En quelques lignes :
NIS2 oblige vos clients régulés à exiger des preuves de sécurité jusque chez leurs fournisseurs ; je vous aide à transformer cette contrainte en avantage commercial.
- Je vous conseille de démarrer par un audit de conformité NIS2 pour identifier les écarts et prioriser les actions avant la date butoir du 17 octobre 2026.
- Instaurer une gestion des tiers et ajouter des clauses de cybersécurité dans vos contrats permet de clarifier les attentes et de limiter les risques contractuels.
- Documentez et testez vos sauvegardes, et formalisez une procédure de réponse aux incidents (alerte sous 24 heures, rapport sous 72 heures) pour rassurer rapidement un donneur d’ordre.
- Préparez un dossier de sécurité simple à partager, mettez en avant votre roadmap d’amélioration et formez votre équipe pour gagner des parts de marché plutôt que de les perdre.
NIS2 : rappel, périmètre et acteurs concernés
NIS2 est la directive européenne qui renforce la sécurité des réseaux et des systèmes d’information. Elle vise à réduire les vulnérabilités des secteurs les plus exposés et à harmoniser les exigences de cybersécurité dans l’Union européenne. En France, plus de 15 000 organisations sont estimées concernées directement.
La logique de NIS2 est claire, une entité régulée doit sécuriser l’ensemble de sa chaîne d’approvisionnement. Cela signifie qu’un fournisseur, un prestataire ou un sous-traitant peut être sollicité pour démontrer un niveau de sécurité cohérent avec les attentes du client soumis à la directive.

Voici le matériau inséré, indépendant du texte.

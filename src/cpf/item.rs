use crate::codec::{Deserializable, Payload, ReadExt, Reader, Serializable, WriteExt, Writer};
use crate::error::{EipError, Result};

/// Common Packet Format item type codes.
#[derive(Debug, Clone, Copy, PartialEq, Eq, Hash)]
pub enum CpfItemType {
    /// Null address item (0x0000)
    Null,
    /// ListIdentity response item (0x000C)
    ListIdentityResponse,
    /// Connected address item (0x00A1)
    ConnectionBased,
    /// Connected transport packet (0x00B1)
    ConnectedTransportPacket,
    /// Unconnected message (0x00B2)
    UnconnectedMessage,
    /// Sequenced address item (0x8002)
    SequencedAddress,
    Unknown(u16),
}

impl From<u16> for CpfItemType {
    fn from(v: u16) -> Self {
        match v {
            0x0000 => CpfItemType::Null,
            0x000C => CpfItemType::ListIdentityResponse,
            0x00A1 => CpfItemType::ConnectionBased,
            0x00B1 => CpfItemType::ConnectedTransportPacket,
            0x00B2 => CpfItemType::UnconnectedMessage,
            0x8002 => CpfItemType::SequencedAddress,
            other => CpfItemType::Unknown(other),
        }
    }
}

impl From<CpfItemType> for u16 {
    fn from(t: CpfItemType) -> u16 {
        match t {
            CpfItemType::Null => 0x0000,
            CpfItemType::ListIdentityResponse => 0x000C,
            CpfItemType::ConnectionBased => 0x00A1,
            CpfItemType::ConnectedTransportPacket => 0x00B1,
            CpfItemType::UnconnectedMessage => 0x00B2,
            CpfItemType::SequencedAddress => 0x8002,
            CpfItemType::Unknown(other) => other,
        }
    }
}

/// One typed item of a Common Packet Format packet.
#[derive(Debug, Clone, PartialEq, Eq)]
pub struct CpfItem<'a> {
    pub item_type: CpfItemType,
    pub data: Option<Payload<'a>>,
}

impl<'a> CpfItem<'a> {
    pub const HEADER_LENGTH: usize = 4;

    /// Null address item: type 0, no data.
    pub fn null() -> Self {
        CpfItem { item_type: CpfItemType::Null, data: None }
    }

    /// Item whose data is the encoding of `value`.
    pub fn new(item_type: CpfItemType, value: &dyn Serializable) -> Result<CpfItem<'static>> {
        Ok(CpfItem { item_type, data: Some(Payload::encode(value)?) })
    }

    pub fn from_payload(item_type: CpfItemType, data: Payload<'a>) -> Self {
        CpfItem { item_type, data: Some(data) }
    }

    pub fn data_length(&self) -> usize {
        self.data.as_ref().map_or(0, |d| d.len())
    }

    pub fn data(&self) -> &[u8] {
        self.data.as_deref().unwrap_or(&[])
    }

    /// Decode the item data as `T`.
    pub fn data_as<'s, T: Deserializable<'s>>(&'s self) -> Result<T> {
        match &self.data {
            Some(payload) => payload.decode(),
            None => Err(EipError::protocol(format!("{:?} item carries no data", self.item_type))),
        }
    }

    pub fn into_owned(self) -> CpfItem<'static> {
        CpfItem { item_type: self.item_type, data: self.data.map(Payload::into_owned) }
    }

    fn read_header(reader: &mut dyn Reader<'a>) -> Result<(CpfItemType, usize)> {
        let item_type = CpfItemType::from(reader.read::<u16>()?);
        let item_length = usize::from(reader.read::<u16>()?);
        Ok((item_type, item_length))
    }

    fn read_data(
        reader: &mut dyn Reader<'a>,
        item_type: CpfItemType,
        item_length: usize,
    ) -> Result<Self> {
        let data = match item_length {
            0 => None,
            n => Some(reader.read_buffer(n)?),
        };
        Ok(CpfItem { item_type, data })
    }
}

impl Serializable for CpfItem<'_> {
    fn length(&self) -> usize {
        Self::HEADER_LENGTH + self.data_length()
    }

    fn serialize(&self, writer: &mut dyn Writer) -> Result<()> {
        let data_len = u16::try_from(self.data_length()).map_err(|_| {
            EipError::length(format!("item data of {} bytes exceeds 65535", self.data_length()))
        })?;
        writer.write(u16::from(self.item_type))?;
        writer.write(data_len)?;
        writer.write_bytes(self.data())
    }
}

impl<'a> Deserializable<'a> for CpfItem<'a> {
    /// Outermost frame: the item's own length field is trusted and the reader
    /// bounds catch a truncated buffer.
    fn deserialize(reader: &mut dyn Reader<'a>) -> Result<Self> {
        let (item_type, item_length) = Self::read_header(reader)?;
        Self::read_data(reader, item_type, item_length)
    }

    /// The declared envelope must hold both the item header and the length
    /// the item reports for itself.
    fn deserialize_sized(reader: &mut dyn Reader<'a>, length: usize) -> Result<Self> {
        if length < Self::HEADER_LENGTH {
            return Err(EipError::length(format!(
                "CPF item needs at least {} bytes, envelope declares {}",
                Self::HEADER_LENGTH,
                length
            )));
        }
        let (item_type, item_length) = Self::read_header(reader)?;
        if length < item_length + Self::HEADER_LENGTH {
            return Err(EipError::length(format!(
                "CPF item reports {} data bytes but envelope only holds {}",
                item_length,
                length - Self::HEADER_LENGTH
            )));
        }
        Self::read_data(reader, item_type, item_length)
    }
}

Les secteurs visés par la directive
NIS2 distingue deux grandes familles, les entités essentielles et les entités importantes. Les premières regroupent des secteurs comme l’énergie, les transports, la banque, la santé, l’eau, les infrastructures numériques, l’administration et l’espace. Les secondes couvrent notamment les services postaux, la gestion des déchets, la chimie, l’agroalimentaire, l’industrie manufacturière, les fournisseurs numériques et la recherche.
Le champ d’application direct dépend aussi de la taille et de l’activité. Selon les secteurs, les seuils cités tournent autour de 50 salariés ou de 10 M€ de chiffre d’affaires. Cela ne veut pas dire qu’une petite structure est invisible, car l’effet contractuel peut la toucher même en dehors du périmètre réglementaire direct.
Le tableau ci-dessous résume la logique d’ensemble pour mieux distinguer les catégories concernées.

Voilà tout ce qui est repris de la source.